BEGIN Data for processing

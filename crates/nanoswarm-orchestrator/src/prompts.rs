//! System prompts per tier and the builders for every orchestration prompt.
//!
//! Role lookups are exhaustive matches so a new role cannot ship without
//! a prompt.

use crate::types::TierResult;
use nanoswarm_core::{preview, DomainRole, SpecialistRole};

/// Synthesis instruction used when the plan gives none.
pub const DEFAULT_SYNTHESIS_INSTRUCTION: &str = "Combine all results into a comprehensive answer.";

const QUEEN_HEADER: &str = "\
You are the Queen planner of nanoswarm, a hierarchical agent swarm. \
You never do the work yourself: you decompose the goal into tasks for \
domain leads, each of which runs its own pipeline of specialists.

Rules:
1. Use as few tasks as the goal needs; independent tasks run in parallel.
2. Declare a dependency only when a task needs another task's output.
3. Dependencies must not form a cycle and must name ids from this plan.
4. Give every task a short unique id such as \"t1\".
5. Respond with ONLY a JSON object, no prose, in this shape:

{
  \"plan_summary\": \"one sentence\",
  \"l1_tasks\": [
    {\"id\": \"t1\", \"l1_role\": \"<domain>\", \"instruction\": \"...\", \"depends_on\": [], \"priority\": 5}
  ],
  \"synthesis_instruction\": \"how to combine the results\"
}

Available domains:
";

const QUEEN_SYNTHESIZER_PROMPT: &str = "\
You are the Queen synthesizer of nanoswarm. You receive the goal and the \
results of every domain lead and write the final answer for the user.

Rules:
1. Answer the original goal directly and completely.
2. Merge overlapping results; resolve contradictions explicitly.
3. Results marked FAILED are missing work: say what could not be done.
4. Write plain text or markdown, never JSON.
";

const FLAT_PLANNER_PROMPT: &str = "\
You are the flat planner of nanoswarm. Split the goal into subtasks, each \
handled by a single worker.

Respond with ONLY a JSON object in this shape:

{
  \"plan_summary\": \"one sentence\",
  \"subtasks\": [
    {\"id\": \"t1\", \"role\": \"<domain>\", \"instruction\": \"...\", \"depends_on\": [], \"priority\": 5}
  ],
  \"synthesis_instruction\": \"how to combine the results\"
}

Available roles:
";

const CODER_LEAD_PROMPT: &str = "\
You are the Coder lead in nanoswarm. You own software tasks: you scope the \
work, hand it to your planner, writer, tester and reviewer specialists, \
and review what they return.

Focus on correctness, clear interfaces and working code over commentary.
";

const RESEARCHER_LEAD_PROMPT: &str = "\
You are the Researcher lead in nanoswarm. You own information gathering: \
you scope the question, hand it to your search, synthesis and \
fact-checking specialists, and review their findings.

Prefer verified facts, flag uncertainty, and keep sources distinguishable.
";

const ANALYST_LEAD_PROMPT: &str = "\
You are the Analyst lead in nanoswarm. You own reasoning tasks: \
comparisons, trade-offs, estimates and recommendations. Your specialists \
reason, critique and summarize.

State assumptions explicitly and show the reasoning behind conclusions.
";

const VALIDATOR_LEAD_PROMPT: &str = "\
You are the Validator lead in nanoswarm. You own quality checks on work \
produced elsewhere in the swarm. Your specialists check correctness and \
completeness and give a score.

Be concrete: name each defect and where it is.
";

const EXECUTOR_LEAD_PROMPT: &str = "\
You are the Executor lead in nanoswarm. You own concrete actions: files to \
write, commands to prepare, steps to carry out. Your specialists plan the \
actions and then run them with the available tools.

Report exactly what was done and what was not.
";

const ARCHITECT_LEAD_PROMPT: &str = "\
You are the Architect lead in nanoswarm. You design systems: components, \
boundaries, data flow and the trade-offs between alternatives. You work \
without specialists.

Produce a design another engineer could implement.
";

const CODE_PLANNER_PROMPT: &str = "\
You are the code_planner specialist in nanoswarm. Turn the task into an \
implementation plan: files, types, functions and the order to build them. \
Do not write the full code.
";

const CODE_WRITER_PROMPT: &str = "\
You are the code_writer specialist in nanoswarm. Write complete, working \
code that follows the implementation plan you are given. Use markdown \
code blocks with the file path above each block.
";

const CODE_TESTER_PROMPT: &str = "\
You are the code_tester specialist in nanoswarm. Write tests for the code \
you are given, covering normal cases, edge cases and error paths, and \
state which behaviors they verify.
";

const CODE_REVIEWER_PROMPT: &str = "\
You are the code_reviewer specialist in nanoswarm. Review the code for \
bugs, security problems and unclear structure. List each finding with \
its severity and a suggested fix.
";

const WEB_SEARCHER_PROMPT: &str = "\
You are the web_searcher specialist in nanoswarm. Gather the raw \
information the task needs. Use the http_fetch tool when it is available; \
otherwise report what you know and mark it as unverified.
";

const SYNTHESIZER_PROMPT: &str = "\
You are the synthesizer specialist in nanoswarm. Condense raw findings \
into a structured set of claims, grouping related facts and dropping \
noise.
";

const FACT_VERIFIER_PROMPT: &str = "\
You are the fact_verifier specialist in nanoswarm. Check each claim you \
are given. Mark it confirmed, doubtful or wrong, with a one-line reason.
";

const REASONER_PROMPT: &str = "\
You are the reasoner specialist in nanoswarm. Work through the problem \
step by step, stating assumptions and intermediate results.
";

const CRITIQUER_PROMPT: &str = "\
You are the critiquer specialist in nanoswarm. Find the weak points in \
the reasoning you are given: unsupported steps, missed cases, wrong \
numbers. Suggest corrections.
";

const SUMMARIZER_PROMPT: &str = "\
You are the summarizer specialist in nanoswarm. Produce one coherent \
answer from all the prior outputs, keeping the corrections the critique \
made.
";

const CORRECTNESS_CHECKER_PROMPT: &str = "\
You are the correctness_checker specialist in nanoswarm. Check whether \
the work is factually and technically correct. List every error found.
";

const COMPLETENESS_CHECKER_PROMPT: &str = "\
You are the completeness_checker specialist in nanoswarm. Check whether \
the work fully answers the task. List what is missing.
";

const SCORER_PROMPT: &str = "\
You are the scorer specialist in nanoswarm. Give the work a quality score \
from 0 to 10 with a short justification, based on the checks before you.
";

const ACTION_PLANNER_PROMPT: &str = "\
You are the action_planner specialist in nanoswarm. Turn the task into a \
numbered list of concrete actions with the inputs each one needs.
";

const ACTION_RUNNER_PROMPT: &str = "\
You are the action_runner specialist in nanoswarm. Carry out the action \
plan you are given using the available tools, then report the result of \
each step.
";

/// One-line description of a domain, shown to planners.
pub fn domain_description(role: DomainRole) -> &'static str {
    match role {
        DomainRole::Coder => "writes, tests and reviews code",
        DomainRole::Researcher => "gathers and verifies information",
        DomainRole::Analyst => "reasons about trade-offs, estimates and recommendations",
        DomainRole::Validator => "checks other work for correctness and completeness",
        DomainRole::Executor => "plans and carries out concrete actions with tools",
        DomainRole::Architect => "designs systems and their components",
    }
}

fn domain_catalog() -> String {
    DomainRole::ALL
        .iter()
        .map(|r| format!("- {}: {}", r.as_str(), domain_description(*r)))
        .collect::<Vec<_>>()
        .join("\n")
}

/// System prompt of the hierarchical planner.
pub fn queen_prompt() -> String {
    format!("{QUEEN_HEADER}{}\n", domain_catalog())
}

/// System prompt of the final-answer synthesizer.
pub fn queen_synthesizer_prompt() -> &'static str {
    QUEEN_SYNTHESIZER_PROMPT
}

/// System prompt of the flat planner.
pub fn flat_planner_prompt() -> String {
    format!("{FLAT_PLANNER_PROMPT}{}\n", domain_catalog())
}

/// System prompt of a domain lead.
pub fn lead_prompt(role: DomainRole) -> &'static str {
    match role {
        DomainRole::Coder => CODER_LEAD_PROMPT,
        DomainRole::Researcher => RESEARCHER_LEAD_PROMPT,
        DomainRole::Analyst => ANALYST_LEAD_PROMPT,
        DomainRole::Validator => VALIDATOR_LEAD_PROMPT,
        DomainRole::Executor => EXECUTOR_LEAD_PROMPT,
        DomainRole::Architect => ARCHITECT_LEAD_PROMPT,
    }
}

/// System prompt of a flat-mode worker: the lead prompt, told to do the
/// work itself.
pub fn flat_worker_prompt(role: DomainRole) -> String {
    format!(
        "{}\nIn this run you have no specialists: do the task yourself and answer directly.\n",
        lead_prompt(role)
    )
}

/// System prompt of a specialist.
pub fn specialist_prompt(role: SpecialistRole) -> &'static str {
    match role {
        SpecialistRole::CodePlanner => CODE_PLANNER_PROMPT,
        SpecialistRole::CodeWriter => CODE_WRITER_PROMPT,
        SpecialistRole::CodeTester => CODE_TESTER_PROMPT,
        SpecialistRole::CodeReviewer => CODE_REVIEWER_PROMPT,
        SpecialistRole::WebSearcher => WEB_SEARCHER_PROMPT,
        SpecialistRole::Synthesizer => SYNTHESIZER_PROMPT,
        SpecialistRole::FactVerifier => FACT_VERIFIER_PROMPT,
        SpecialistRole::Reasoner => REASONER_PROMPT,
        SpecialistRole::Critiquer => CRITIQUER_PROMPT,
        SpecialistRole::Summarizer => SUMMARIZER_PROMPT,
        SpecialistRole::CorrectnessChecker => CORRECTNESS_CHECKER_PROMPT,
        SpecialistRole::CompletenessChecker => COMPLETENESS_CHECKER_PROMPT,
        SpecialistRole::Scorer => SCORER_PROMPT,
        SpecialistRole::ActionPlanner => ACTION_PLANNER_PROMPT,
        SpecialistRole::ActionRunner => ACTION_RUNNER_PROMPT,
    }
}

/// The planner's user message: knowledge context, then session history,
/// then the goal.
pub fn planning_prompt(goal: &str, knowledge: Option<&str>, history: &str) -> String {
    let mut parts = Vec::new();
    if let Some(k) = knowledge.filter(|k| !k.trim().is_empty()) {
        parts.push(format!("## Relevant knowledge:\n{k}"));
    }
    if !history.trim().is_empty() {
        parts.push(history.to_string());
    }
    parts.push(format!("Goal: {goal}"));
    parts.join("\n\n")
}

/// The flat planner's user message.
pub fn flat_planning_prompt(goal: &str, knowledge: Option<&str>, history: &str) -> String {
    format!(
        "Decompose this goal into a swarm execution plan:\n\n{}",
        planning_prompt(goal, knowledge, history)
    )
}

/// The synthesizer's user message. Each tier output is cut to `budget`
/// characters; failed tiers are labelled.
pub fn synthesis_prompt(
    goal: &str,
    results: &[TierResult],
    instruction: Option<&str>,
    budget: usize,
) -> String {
    let blocks: Vec<String> = results
        .iter()
        .map(|r| {
            let label = if r.success { "" } else { " [FAILED]" };
            format!(
                "### {} ({}){label}:\n{}",
                r.role.as_str().to_uppercase(),
                r.task_id,
                preview(&r.output, budget)
            )
        })
        .collect();
    let instruction = instruction
        .filter(|i| !i.trim().is_empty())
        .unwrap_or(DEFAULT_SYNTHESIS_INSTRUCTION);
    format!(
        "Original Goal: {goal}\n\n\
         Results from the domain leads:\n{}\n\n\
         Synthesis Instruction: {instruction}\n\n\
         Produce the final comprehensive answer in plain text (NOT JSON):",
        blocks.join("\n\n")
    )
}

/// Tier outputs joined under headings, used when synthesis fails.
pub fn raw_concatenation(results: &[TierResult]) -> String {
    results
        .iter()
        .map(|r| format!("### {} ({})\n{}", r.role.as_str().to_uppercase(), r.task_id, r.output))
        .collect::<Vec<_>>()
        .join("\n\n---\n\n")
}

/// The lead's first call: scope the task before delegating.
pub fn contextualize_prompt(task: &str) -> String {
    format!(
        "Before delegating to your sub-swarm, analyze this task and provide:\n\
         1. Key clarifications or scope definitions\n\
         2. Specific constraints or requirements to emphasize\n\
         3. Quality criteria for the final output\n\n\
         TASK:\n{task}"
    )
}

/// The task handed to the pipeline, with the lead's scoping appended.
pub fn enriched_task(task: &str, lead_context: &str) -> String {
    if lead_context.trim().is_empty() {
        return task.to_string();
    }
    format!("{task}\n\n## LEAD CONTEXT:\n{lead_context}")
}

/// The lead's last call: polish the pipeline output into one answer.
pub fn review_prompt(task: &str, pipeline_output: &str) -> String {
    format!(
        "Review and finalize the work of your sub-swarm.\n\n\
         ORIGINAL TASK:\n{task}\n\n\
         SUB-SWARM OUTPUT:\n{pipeline_output}\n\n\
         Fix errors, fill gaps and remove repetition. \
         Output ONLY the final answer, with no commentary about the review."
    )
}
use crate::store::{keys, StateStore};
use nanoswarm_core::SwarmResult;
use std::sync::Arc;
use std::time::Duration;
use tracing::{debug, warn};
use uuid::Uuid;

/// Proof of holding a lock. Only the holder's token can release it.
#[derive(Debug, Clone, PartialEq, Eq)]
pub struct LockToken {
    resource: String,
    token: String,
}

impl LockToken {
    /// The locked resource name.
    pub fn resource(&self) -> &str {
        &self.resource
    }

    /// The random token value.
    pub fn as_str(&self) -> &str {
        &self.token
    }
}

/// Named, tokened, TTL-bounded mutual exclusion on top of a [`StateStore`].
///
/// Acquisition never blocks: a held lock yields `None` immediately. The TTL
/// frees locks whose holder died; release is compare-and-delete so a holder
/// whose lock already expired cannot free a later holder's lock.
#[derive(Clone)]
pub struct LockManager {
    store: Arc<dyn StateStore>,
    default_ttl: Duration,
}

impl LockManager {
    /// A manager using `default_ttl` for [`LockManager::acquire_default`].
    pub fn new(store: Arc<dyn StateStore>, default_ttl: Duration) -> Self {
        Self { store, default_ttl }
    }

    /// Tries to take `resource` for `ttl`.
    pub async fn acquire(&self, resource: &str, ttl: Duration) -> SwarmResult<Option<LockToken>> {
        let token = Uuid::new_v4().to_string();
        let acquired = self
            .store
            .set_nx(&keys::lock(resource), &token, Some(ttl))
            .await?;
        if acquired {
            debug!(resource, "Lock acquired");
            Ok(Some(LockToken {
                resource: resource.to_string(),
                token,
            }))
        } else {
            debug!(resource, "Lock busy");
            Ok(None)
        }
    }

    /// [`LockManager::acquire`] with the default TTL.
    pub async fn acquire_default(&self, resource: &str) -> SwarmResult<Option<LockToken>> {
        self.acquire(resource, self.default_ttl).await
    }

    /// Releases a lock. Returns `false` if the lock expired or is now held
    /// by someone else.
    pub async fn release(&self, token: &LockToken) -> SwarmResult<bool> {
        let released = self
            .store
            .compare_and_delete(&keys::lock(&token.resource), &token.token)
            .await?;
        if !released {
            warn!(resource = %token.resource, "Lock was no longer held at release");
        }
        Ok(released)
    }

    /// Whether anyone currently holds `resource`.
    pub async fn is_locked(&self, resource: &str) -> SwarmResult<bool> {
        Ok(self.store.get(&keys::lock(resource)).await?.is_some())
    }
}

END Data for processing

- [Requirement]: Output should match, line for line, the stretch of the material above from the line holding "You are the synthesizer" through the line holding "const CRITIQUER_PROMPT: &str".

- [Answer to this task]:
You are the synthesizer specialist in nanoswarm. Condense raw findings \
into a structured set of claims, grouping related facts and dropping \
noise.
";

const FACT_VERIFIER_PROMPT: &str = "\
You are the fact_verifier specialist in nanoswarm. Check each claim you \
are given. Mark it confirmed, doubtful or wrong, with a one-line reason.
";

const REASONER_PROMPT: &str = "\
You are the reasoner specialist in nanoswarm. Work through the problem \
step by step, stating assumptions and intermediate results.
";

const CRITIQUER_PROMPT: &str = "\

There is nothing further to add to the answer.